How to complete this task:
Reproduce the complete listing without any deviation.

Data provided:
◆ ◆ ◆ ◆

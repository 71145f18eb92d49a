//! SQL schema for the Reach SQLite store.
//!
//! Executed once at connection startup. Future migrations will be gated on
//! `PRAGMA user_version`.

/// Full schema DDL; idempotent thanks to `CREATE TABLE IF NOT EXISTS`.
///
/// Timestamps are fixed-width RFC 3339 strings in UTC, so lexical order is
/// chronological order. Money is stored as decimal text, with `spend_key`
/// holding a zero-padded copy whose lexical order is numeric order.
pub const SCHEMA: &str = "
PRAGMA journal_mode = WAL;
PRAGMA foreign_keys = ON;

CREATE TABLE IF NOT EXISTS customers (
    customer_id       TEXT PRIMARY KEY,
    external_ref      TEXT,
    name              TEXT NOT NULL,
    email             TEXT NOT NULL UNIQUE,
    phone             TEXT,
    total_spend       TEXT NOT NULL DEFAULT '0',
    spend_key         TEXT NOT NULL,    -- fixed-width copy of total_spend for comparisons
    visit_count       INTEGER NOT NULL DEFAULT 0,
    last_visit        TEXT,             -- NULL until the first order
    registration_date TEXT NOT NULL,
    created_at        TEXT NOT NULL,
    updated_at        TEXT NOT NULL
);

CREATE TABLE IF NOT EXISTS orders (
    order_id     TEXT PRIMARY KEY,
    customer_id  TEXT NOT NULL REFERENCES customers(customer_id),
    external_ref TEXT,
    amount       TEXT NOT NULL,
    order_date   TEXT NOT NULL,
    items        TEXT NOT NULL DEFAULT '[]',   -- JSON array of strings
    created_at   TEXT NOT NULL
);

CREATE TABLE IF NOT EXISTS segments (
    segment_id    TEXT PRIMARY KEY,
    name          TEXT NOT NULL,
    description   TEXT,
    rules         TEXT NOT NULL DEFAULT '[]',  -- JSON array of rules
    audience_size INTEGER NOT NULL DEFAULT 0,
    created_at    TEXT NOT NULL,
    updated_at    TEXT NOT NULL
);

CREATE TABLE IF NOT EXISTS campaigns (
    campaign_id     TEXT PRIMARY KEY,
    name            TEXT NOT NULL,
    segment_id      TEXT NOT NULL REFERENCES segments(segment_id),
    message         TEXT NOT NULL,
    channel         TEXT NOT NULL,    -- 'email' | 'sms' | 'push'
    status          TEXT NOT NULL,    -- 'draft' | 'active' | 'completed' | 'failed'
    audience_size   INTEGER NOT NULL DEFAULT 0,
    sent_count      INTEGER NOT NULL DEFAULT 0,
    delivered_count INTEGER NOT NULL DEFAULT 0,
    failed_count    INTEGER NOT NULL DEFAULT 0,
    delivery_rate   REAL NOT NULL DEFAULT 0,
    launched_at     TEXT,
    completed_at    TEXT,
    created_at      TEXT NOT NULL,
    updated_at      TEXT NOT NULL
);

-- One row per (campaign, customer) delivery attempt. Only the status
-- columns change after insert, and only away from 'SENT'.
CREATE TABLE IF NOT EXISTS communication_log (
    message_id   TEXT PRIMARY KEY,
    campaign_id  TEXT NOT NULL REFERENCES campaigns(campaign_id),
    customer_id  TEXT NOT NULL REFERENCES customers(customer_id),
    status       TEXT NOT NULL,      -- 'SENT' | 'DELIVERED' | 'FAILED'
    channel      TEXT NOT NULL,
    message      TEXT NOT NULL,
    error_reason TEXT,
    sent_at      TEXT NOT NULL,
    delivered_at TEXT,
    created_at   TEXT NOT NULL
);

CREATE INDEX IF NOT EXISTS orders_customer_idx  ON orders(customer_id);
CREATE INDEX IF NOT EXISTS campaigns_segment_idx ON campaigns(segment_id);
CREATE INDEX IF NOT EXISTS log_campaign_idx     ON communication_log(campaign_id);

PRAGMA user_version = 1;
";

◆ ◆ ◆ ◆

Written answer:
repository 71145f18eb92d49a
//! SQL schema for the Reach SQLite store.
//!
//! Executed once at connection startup. Future migrations will be gated on
//! `PRAGMA user_version`.

/// Full schema DDL; idempotent thanks to `CREATE TABLE IF NOT EXISTS`.
///
/// Timestamps are fixed-width RFC 3339 strings in UTC, so lexical order is
/// chronological order. Money is stored as decimal text, with `spend_key`
/// holding a zero-padded copy whose lexical order is numeric order.
pub const SCHEMA: &str = "
PRAGMA journal_mode = WAL;
PRAGMA foreign_keys = ON;

CREATE TABLE IF NOT EXISTS customers (
    customer_id       TEXT PRIMARY KEY,
    external_ref      TEXT,
    name              TEXT NOT NULL,
    email             TEXT NOT NULL UNIQUE,
    phone             TEXT,
    total_spend       TEXT NOT NULL DEFAULT '0',
    spend_key         TEXT NOT NULL,    -- fixed-width copy of total_spend for comparisons
    visit_count       INTEGER NOT NULL DEFAULT 0,
    last_visit        TEXT,             -- NULL until the first order
    registration_date TEXT NOT NULL,
    created_at        TEXT NOT NULL,
    updated_at        TEXT NOT NULL
);

CREATE TABLE IF NOT EXISTS orders (
    order_id     TEXT PRIMARY KEY,
    customer_id  TEXT NOT NULL REFERENCES customers(customer_id),
    external_ref TEXT,
    amount       TEXT NOT NULL,
    order_date   TEXT NOT NULL,
    items        TEXT NOT NULL DEFAULT '[]',   -- JSON array of strings
    created_at   TEXT NOT NULL
);

CREATE TABLE IF NOT EXISTS segments (
    segment_id    TEXT PRIMARY KEY,
    name          TEXT NOT NULL,
    description   TEXT,
    rules         TEXT NOT NULL DEFAULT '[]',  -- JSON array of rules
    audience_size INTEGER NOT NULL DEFAULT 0,
    created_at    TEXT NOT NULL,
    updated_at    TEXT NOT NULL
);

CREATE TABLE IF NOT EXISTS campaigns (
    campaign_id     TEXT PRIMARY KEY,
    name            TEXT NOT NULL,
    segment_id      TEXT NOT NULL REFERENCES segments(segment_id),
    message         TEXT NOT NULL,
    channel         TEXT NOT NULL,    -- 'email' | 'sms' | 'push'
    status          TEXT NOT NULL,    -- 'draft' | 'active' | 'completed' | 'failed'
    audience_size   INTEGER NOT NULL DEFAULT 0,
    sent_count      INTEGER NOT NULL DEFAULT 0,
    delivered_count INTEGER NOT NULL DEFAULT 0,
    failed_count    INTEGER NOT NULL DEFAULT 0,
    delivery_rate   REAL NOT NULL DEFAULT 0,
    launched_at     TEXT,
    completed_at    TEXT,
    created_at      TEXT NOT NULL,
    updated_at      TEXT NOT NULL
);

-- One row per (campaign, customer) delivery attempt. Only the status
-- columns change after insert, and only away from 'SENT'.
CREATE TABLE IF NOT EXISTS communication_log (
    message_id   TEXT PRIMARY KEY,
    campaign_id  TEXT NOT NULL REFERENCES campaigns(campaign_id),
    customer_id  TEXT NOT NULL REFERENCES customers(customer_id),
    status       TEXT NOT NULL,      -- 'SENT' | 'DELIVERED' | 'FAILED'
    channel      TEXT NOT NULL,
    message      TEXT NOT NULL,
    error_reason TEXT,
    sent_at      TEXT NOT NULL,
    delivered_at TEXT,
    created_at   TEXT NOT NULL
);

CREATE INDEX IF NOT EXISTS orders_customer_idx  ON orders(customer_id);
CREATE INDEX IF NOT EXISTS campaigns_segment_idx ON campaigns(segment_id);
CREATE INDEX IF NOT EXISTS log_campaign_idx     ON communication_log(campaign_id);

PRAGMA user_version = 1;
";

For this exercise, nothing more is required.